Citrix CTO and longtime Xen proponent Simon Crosby said he is unfazed by Red Hat's decision to drop the Xen hypervisor from its enterprise Linux software and focus its virtualization efforts around the KVM (Kernel-based Virtual Machine) hypervisor. Crosby claims the move won't harm Xen's standing in the virtualization market.
"To be perfectly honest it's a relief," said Crosby, who was CTO at XenSource before the virtualization vendor was purchased by Citrix. "Look, KVM is a simple way for a distro to pick up virtualization. It's just a driver in the kernel. So it's natural for a Linux distributor to put it in, it's straightforward."
Xen doesn't need special standing within Linux distributions because it goes well beyond what Crosby calls the simple virtualization capabilities of the KVM hypervisor, which has been included in Linux since 2007. Xen is more technology-agnostic than KVM, Crosby said during an interview this week at the Interop Las Vegas tech conference.
"The key is, we're not fighting an operating system's battle," Crosby said. "We're not trying to say Linux is better than Windows or vice versa. The choice of what operating system you want to use is up to you and your app. I don't have a stake in that battle. My job is to provide a wafer-thin layer that virtualizes compute, storage and networking, and gives you granular control, multi-tenancy and does a fabulous job in performance. Beyond that, I don't care."
Citrix is fighting VMware for customers in the emerging virtualization market with XenServer, based on the Xen open source hypervisor.
KVM is a relative newcomer in the open source portion of the virtualization market, but has had a few notable successes. IBM and The Planet have each built cloud computing services using KVM, with Planet officials arguing that KVM is simpler to use than Xen and will ultimately surpass Xen in popularity.
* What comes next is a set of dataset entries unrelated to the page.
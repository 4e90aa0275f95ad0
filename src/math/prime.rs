// Copyright 2025 Nelson Dominguez
// SPDX-License-Identifier: MIT OR Apache-2.0

//! Prime testing and prime sampling for small, demonstration-sized keys.

use num_bigint_dig::prime::probably_prime;
use num_bigint_dig::{BigUint, RandBigInt};
use num_integer::Integer;
use num_traits::{One, Zero};
use rand::Rng;

use crate::error::{Error, Result};

/// Smallest bit length for which `[2^(bits-1), 2^bits - 1]` contains two primes.
pub const MIN_PRIME_BITS: usize = 2;

/// Deterministic primality by trial division with odd divisors up to `⌊√n⌋`.
///
/// Exact for every input, but `O(√n)`: only suitable for the tiny primes
/// used by demonstration keys.
pub fn is_prime(n: &BigUint) -> bool {
    let two = BigUint::from(2u32);
    if *n < two {
        return false;
    }
    if *n == two {
        return true;
    }
    if n.is_even() {
        return false;
    }

    let limit = n.sqrt();
    let mut divisor = BigUint::from(3u32);
    while divisor <= limit {
        if (n % &divisor).is_zero() {
            return false;
        }
        divisor += 2u32;
    }
    true
}

/// Strategy used to decide whether a sampled candidate is prime.
#[derive(Debug, Clone, Copy, PartialEq, Eq, Default)]
pub enum Primality {
    /// Exact trial division, see [`is_prime`].
    #[default]
    TrialDivision,

    /// Miller-Rabin with the given number of rounds. Never reports a prime
    /// as composite; a composite passes with probability at most `4^-rounds`.
    MillerRabin { rounds: usize },
}

impl Primality {
    pub fn test(&self, n: &BigUint) -> bool {
        match *self {
            Primality::TrialDivision => is_prime(n),
            Primality::MillerRabin { rounds } => probably_prime(n, rounds.max(1)),
        }
    }
}

/// Sample uniformly from `[2^(bits-1), 2^bits - 1]` until a prime is found.
///
/// ## Error
///
/// Fails with [`Error::InvalidParameter`] when `bits < 2`: such ranges hold
/// fewer than two primes and the search could never produce a usable pair.
pub fn generate_prime<R: Rng + ?Sized>(bits: usize, rng: &mut R) -> Result<BigUint> {
    generate_prime_with(bits, Primality::TrialDivision, rng)
}

/// Same as [`generate_prime`] with an explicit primality strategy.
pub fn generate_prime_with<R: Rng + ?Sized>(
    bits: usize,
    primality: Primality,
    rng: &mut R,
) -> Result<BigUint> {
    if bits < MIN_PRIME_BITS {
        return Err(Error::InvalidParameter(format!(
            "prime bit length must be at least {MIN_PRIME_BITS}, got {bits}"
        )));
    }

    let low = BigUint::one() << (bits - 1);
    let high = BigUint::one() << bits;

    loop {
        let candidate = rng.gen_biguint_range(&low, &high);
        if primality.test(&candidate) {
            tracing::trace!(%candidate, bits, "sampled prime");
            return Ok(candidate);
        }
    }
}
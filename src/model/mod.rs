//! Neural network architecture
//!
//! A small 1-D convolutional network that reads the scaled feature row as a
//! single-channel sequence.

pub mod conv_net;

pub use conv_net::FraudConvNet;
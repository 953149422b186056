//! Training loop and loss computation

use burn::data::dataloader::DataLoaderBuilder;
use burn::module::AutodiffModule;
use burn::optim::adaptor::OptimizerAdaptor;
use burn::optim::{Adam, AdamConfig, GradientsParams, Optimizer};
use burn::tensor::activation::sigmoid;
use burn::tensor::backend::{AutodiffBackend, Backend};
use burn::tensor::{ElementConversion, Tensor};

use crate::data::dataset::{FraudBatch, FraudBatcher, FraudDataset};
use crate::model::FraudConvNet;
use crate::training::metrics::{Metrics, TrainingHistory};
use crate::{FraudError, Result, TrainingConfig};

/// Binary cross-entropy computed directly on logits
///
/// Uses `max(x, 0) - x * y + ln(1 + exp(-|x|))`, which keeps a gradient of
/// `sigmoid(x) - y` even when the sigmoid saturates.
#[derive(Debug, Clone, Copy, Default)]
pub struct BinaryCrossEntropy;

impl BinaryCrossEntropy {
    pub fn forward<B: Backend>(&self, logits: Tensor<B, 2>, targets: Tensor<B, 2>) -> Tensor<B, 1> {
        let softplus = (logits.clone().abs().neg().exp() + 1.0).log();
        let loss = logits.clone().clamp_min(0.0) - logits * targets + softplus;
        loss.mean()
    }
}

fn tensor_values<B: Backend, const D: usize>(tensor: Tensor<B, D>) -> Vec<f32> {
    tensor.into_data().iter::<f32>().collect()
}

/// Trainer for the convolutional classifier
pub struct ClassifierTrainer<B: AutodiffBackend> {
    model: FraudConvNet<B>,
    optimizer: OptimizerAdaptor<Adam, FraudConvNet<B>, B>,
    loss_fn: BinaryCrossEntropy,
    config: TrainingConfig,
    device: B::Device,
}

impl<B: AutodiffBackend> ClassifierTrainer<B> {
    /// Create a new trainer
    pub fn new(model: FraudConvNet<B>, config: TrainingConfig, device: B::Device) -> Self {
        let optimizer = AdamConfig::new().init();

        ClassifierTrainer {
            model,
            optimizer,
            loss_fn: BinaryCrossEntropy,
            config,
            device,
        }
    }

    /// Train the model.
    ///
    /// The trailing `validation_split` fraction of `dataset` is only evaluated,
    /// never used for gradient updates. The model after the last epoch is
    /// returned; validation metrics are reported, not used to pick a model.
    pub fn train(mut self, dataset: FraudDataset) -> Result<(FraudConvNet<B>, TrainingHistory)> {
        self.config.validate()?;

        let (train_dataset, val_dataset) = dataset.split_trailing(self.config.validation_split);
        if train_dataset.is_empty() {
            return Err(FraudError::Training(
                "no rows left for training after the validation split".to_string(),
            ));
        }
        if train_dataset.positives() == 0 || train_dataset.positives() == train_dataset.len() {
            log::warn!(
                "Training slice contains a single class ({} fraud of {} rows)",
                train_dataset.positives(),
                train_dataset.len()
            );
        }

        log::info!(
            "Training on {} rows ({} fraud), validating on {} rows",
            train_dataset.len(),
            train_dataset.positives(),
            val_dataset.len()
        );

        let batch_size = self.config.batch_size.min(train_dataset.len());
        let mut train_builder =
            DataLoaderBuilder::new(FraudBatcher::<B>::new(self.device.clone())).batch_size(batch_size);
        if let Some(seed) = self.config.shuffle_seed {
            train_builder = train_builder.shuffle(seed);
        }
        let train_loader = train_builder.build(train_dataset);

        let val_loader = if val_dataset.is_empty() {
            None
        } else {
            Some(
                DataLoaderBuilder::new(FraudBatcher::<B::InnerBackend>::new(self.device.clone()))
                    .batch_size(self.config.batch_size)
                    .build(val_dataset),
            )
        };

        let mut history = TrainingHistory::new();
        let epochs = self.config.epochs;

        log::info!("Starting training for {} epochs", epochs);

        for epoch in 0..epochs {
            let train_metrics = self.train_epoch(epoch, train_loader.iter())?;
            let val_metrics = val_loader
                .as_ref()
                .map(|loader| self.validate_epoch(loader.iter()));

            history.record_epoch(epoch, &train_metrics, val_metrics.as_ref());

            match &val_metrics {
                Some(val) => log::info!(
                    "Epoch {}/{}: Train: {} | Val: {}",
                    epoch + 1,
                    epochs,
                    train_metrics,
                    val
                ),
                None => log::info!("Epoch {}/{}: Train: {}", epoch + 1, epochs, train_metrics),
            }
        }

        Ok((self.model, history))
    }

    /// Train one epoch
    fn train_epoch(
        &mut self,
        epoch: usize,
        loader: impl Iterator<Item = FraudBatch<B>>,
    ) -> Result<Metrics> {
        let mut metrics = Metrics::new();

        for batch in loader {
            let logits = self.model.forward(batch.features);
            let loss = self.loss_fn.forward(logits.clone(), batch.labels.clone());

            let loss_val: f32 = loss.clone().into_scalar().elem();
            if !loss_val.is_finite() {
                return Err(FraudError::Training(format!(
                    "loss diverged to {} in epoch {}",
                    loss_val,
                    epoch + 1
                )));
            }

            // Backward pass
            let grads = loss.backward();
            let grads = GradientsParams::from_grads(grads, &self.model);

            // Update weights
            self.model = self
                .optimizer
                .step(self.config.learning_rate, self.model.clone(), grads);

            let probabilities = tensor_values(sigmoid(logits));
            let labels = tensor_values(batch.labels);
            log::debug!("batch loss {:.5} over {} rows", loss_val, labels.len());
            metrics.update(loss_val, &probabilities, &labels);
        }

        Ok(metrics)
    }

    /// Validate one epoch in inference mode (dropout off, no gradients)
    fn validate_epoch(&self, loader: impl Iterator<Item = FraudBatch<B::InnerBackend>>) -> Metrics {
        let model = self.model.valid();
        let mut metrics = Metrics::new();

        for batch in loader {
            let logits = model.forward(batch.features);
            let loss = self.loss_fn.forward(logits.clone(), batch.labels.clone());
            let loss_val: f32 = loss.into_scalar().elem();

            let probabilities = tensor_values(sigmoid(logits));
            let labels = tensor_values(batch.labels);
            metrics.update(loss_val, &probabilities, &labels);
        }

        metrics
    }
}
//! Data ingestion
//!
//! CSV readers for transaction uploads, synthetic data and the burn dataset
//! used for training.

pub mod dataset;
pub mod synth;
pub mod transactions;

pub use dataset::{FraudBatch, FraudBatcher, FraudDataset, FraudSample};
pub use synth::synthetic_transactions;
pub use transactions::{read_transactions, read_transactions_from};
//! CSV ingestion of transaction uploads

use std::fs::File;
use std::io::Read;
use std::path::Path;

use crate::{FraudError, Result, TransactionRecord};

/// Read all transaction rows from a CSV file with a header line
pub fn read_transactions<P: AsRef<Path>>(path: P) -> Result<Vec<TransactionRecord>> {
    let path = path.as_ref();
    let file = File::open(path)?;
    let records = read_transactions_from(file)?;
    log::info!("Read {} transactions from {}", records.len(), path.display());
    Ok(records)
}

/// Read transaction rows from any reader.
///
/// Extra columns are ignored. A row that cannot be decoded fails the whole
/// batch with its 0-based data row index.
pub fn read_transactions_from<R: Read>(reader: R) -> Result<Vec<TransactionRecord>> {
    let mut rdr = csv::ReaderBuilder::new()
        .trim(csv::Trim::All)
        .from_reader(reader);
    let headers = rdr.headers()?.clone();

    rdr.deserialize::<TransactionRecord>()
        .enumerate()
        .map(|(row, result)| result.map_err(|e| row_error(row, &headers, e)))
        .collect()
}

fn row_error(row: usize, headers: &csv::StringRecord, err: csv::Error) -> FraudError {
    match err.kind() {
        csv::ErrorKind::Deserialize { err: de, .. } => {
            let field = de
                .field()
                .and_then(|i| headers.get(i as usize))
                .unwrap_or("record")
                .to_string();
            FraudError::MalformedInput {
                row,
                field,
                message: de.kind().to_string(),
            }
        }
        csv::ErrorKind::UnequalLengths { .. } => {
            FraudError::malformed(row, "record", "row has a different number of fields than the header")
        }
        _ => FraudError::Csv(err),
    }
}

#[cfg(test)]
mod tests {
    use super::*;

    const HEADER: &str = "transaction_id,amount,timestamp,sender_account_age,recipient_account_age,sender_transaction_count,recipient_transaction_count,is_fraud";

    #[test]
    fn test_read_labeled_rows() {
        let csv = format!(
            "{}\nT1,52999,2024-10-26 09:23:15,2,400,1,90,1\nT2,120.5,2024-10-26 10:00:00,300,410,55,70,0\n",
            HEADER
        );
        let records = read_transactions_from(csv.as_bytes()).unwrap();

        assert_eq!(records.len(), 2);
        assert_eq!(records[0].transaction_id.as_deref(), Some("T1"));
        assert_eq!(records[0].amount, 52999.0);
        assert_eq!(records[0].is_fraud, Some(1.0));
        assert_eq!(records[1].timestamp, "2024-10-26 10:00:00");
    }

    #[test]
    fn test_unlabeled_rows_and_extra_columns() {
        let csv = "amount,timestamp,sender_account_age,recipient_account_age,sender_transaction_count,recipient_transaction_count,channel\n\
                   10,2024-10-26 09:23:15,2,400,1,90,app\n";
        let records = read_transactions_from(csv.as_bytes()).unwrap();

        assert_eq!(records.len(), 1);
        assert!(records[0].is_fraud.is_none());
        assert!(records[0].transaction_id.is_none());
    }

    #[test]
    fn test_bad_number_reports_row_and_field() {
        let csv = format!(
            "{}\nT1,10,2024-10-26 09:23:15,2,400,1,90,0\nT2,abc,2024-10-26 09:23:15,2,400,1,90,0\n",
            HEADER
        );
        let err = read_transactions_from(csv.as_bytes()).unwrap_err();
        match err {
            FraudError::MalformedInput { row, field, .. } => {
                assert_eq!(row, 1);
                assert_eq!(field, "amount");
            }
            other => panic!("expected MalformedInput, got {other:?}"),
        }
    }
}
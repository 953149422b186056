//! Fitting, scoring and persistence of fraud models

pub mod detector;
pub mod store;

pub use detector::{
    fit, FittedModel, FraudDetector, RunOutcome, ScoredTransaction, ScoringOutcome,
    ScoringSummary, TrainingReport,
};
pub use store::{ArtifactInfo, ModelStore, ARTIFACT_FORMAT_VERSION};
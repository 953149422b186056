//! Burn Dataset implementation for scaled transaction rows

use burn::data::dataset::Dataset;
use burn::tensor::backend::Backend;
use burn::tensor::Tensor;

use crate::features::FeatureVector;
use crate::model::conv_net::rows_to_tensor;

/// One scaled transaction with its label
#[derive(Debug, Clone, PartialEq)]
pub struct FraudSample {
    pub features: FeatureVector,
    /// 1.0 = fraud, 0.0 = legitimate
    pub label: f32,
}

/// In-memory dataset of scaled, labeled transactions
#[derive(Debug, Clone, Default)]
pub struct FraudDataset {
    samples: Vec<FraudSample>,
}

impl FraudDataset {
    /// Pair scaled rows with labels by index
    pub fn new(features: Vec<FeatureVector>, labels: &[f32]) -> Self {
        let samples = features
            .into_iter()
            .zip(labels.iter().copied())
            .map(|(features, label)| FraudSample { features, label })
            .collect();
        FraudDataset { samples }
    }

    pub fn len(&self) -> usize {
        self.samples.len()
    }

    pub fn is_empty(&self) -> bool {
        self.samples.is_empty()
    }

    /// Number of fraud-labeled samples
    pub fn positives(&self) -> usize {
        self.samples.iter().filter(|s| s.label >= 0.5).count()
    }

    /// Split off the trailing `validation_split` fraction as a validation set.
    ///
    /// The training count is `floor(n * (1 - validation_split))`; every
    /// remaining row is held out. Row order is kept.
    pub fn split_trailing(self, validation_split: f64) -> (Self, Self) {
        let n = self.samples.len();
        let n_train = ((n as f64) * (1.0 - validation_split)).floor() as usize;
        let mut train_samples = self.samples;
        let val_samples = train_samples.split_off(n_train.min(n));

        (
            FraudDataset { samples: train_samples },
            FraudDataset { samples: val_samples },
        )
    }
}

impl Dataset<FraudSample> for FraudDataset {
    fn get(&self, index: usize) -> Option<FraudSample> {
        self.samples.get(index).cloned()
    }

    fn len(&self) -> usize {
        self.samples.len()
    }
}

/// Batch of transactions for training
#[derive(Debug, Clone)]
pub struct FraudBatch<B: Backend> {
    /// Scaled features: [batch, 1, 7]
    pub features: Tensor<B, 3>,
    /// Fraud labels: [batch, 1]
    pub labels: Tensor<B, 2>,
}

/// Batcher for creating training batches
#[derive(Clone)]
pub struct FraudBatcher<B: Backend> {
    device: B::Device,
}

impl<B: Backend> FraudBatcher<B> {
    pub fn new(device: B::Device) -> Self {
        FraudBatcher { device }
    }
}

impl<B: Backend> burn::data::dataloader::batcher::Batcher<B, FraudSample, FraudBatch<B>>
    for FraudBatcher<B>
{
    fn batch(&self, items: Vec<FraudSample>, _device: &B::Device) -> FraudBatch<B> {
        let batch_size = items.len();
        let rows: Vec<FeatureVector> = items.iter().map(|s| s.features).collect();
        let labels: Vec<f32> = items.iter().map(|s| s.label).collect();

        let features = rows_to_tensor::<B>(&rows, &self.device);
        let labels = Tensor::<B, 1>::from_floats(labels.as_slice(), &self.device)
            .reshape([batch_size, 1]);

        FraudBatch { features, labels }
    }
}
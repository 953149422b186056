//! Model training
//!
//! Training loop, loss function, and metrics tracking.

pub mod metrics;
pub mod trainer;

pub use metrics::{EpochSummary, Metrics, TrainingHistory};
pub use trainer::{BinaryCrossEntropy, ClassifierTrainer};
More recently, Red Hat dropped the Xen hypervisor from Red Hat Enterprise Linux, going solely with KVM. Red Hat's use of KVM had been increasing over the past two years, and the company said it was duplicating efforts by maintaining two hypervisors.
Crosby says Xen was never intended to be part of the Linux kernel, so it's natural for a Linux distributor to switch to a virtualization technology that is embedded in the kernel.
But Crosby doubted customers will leave Xen for KVM en masse, saying that XenServer will be used on 250,000 servers this year alone. Xen's virtualization management tools are superior to KVM's, he argued.
"KVM is just an ability to virtualize the CPU and memory," Crosby said. "It doesn't do networking or storage. It's the rest of the infrastructure that you build around it that turns it into something more useful."
Red Hat's implementation of KVM is still weak compared to virtualization infrastructure platforms from Citrix, VMware and even other vendors such as Oracle, Crosby said.
"I don't have any issues with KVM as a technology," he said. "It's fine. It's maturing, but it's going to take time to get there, like everything else does."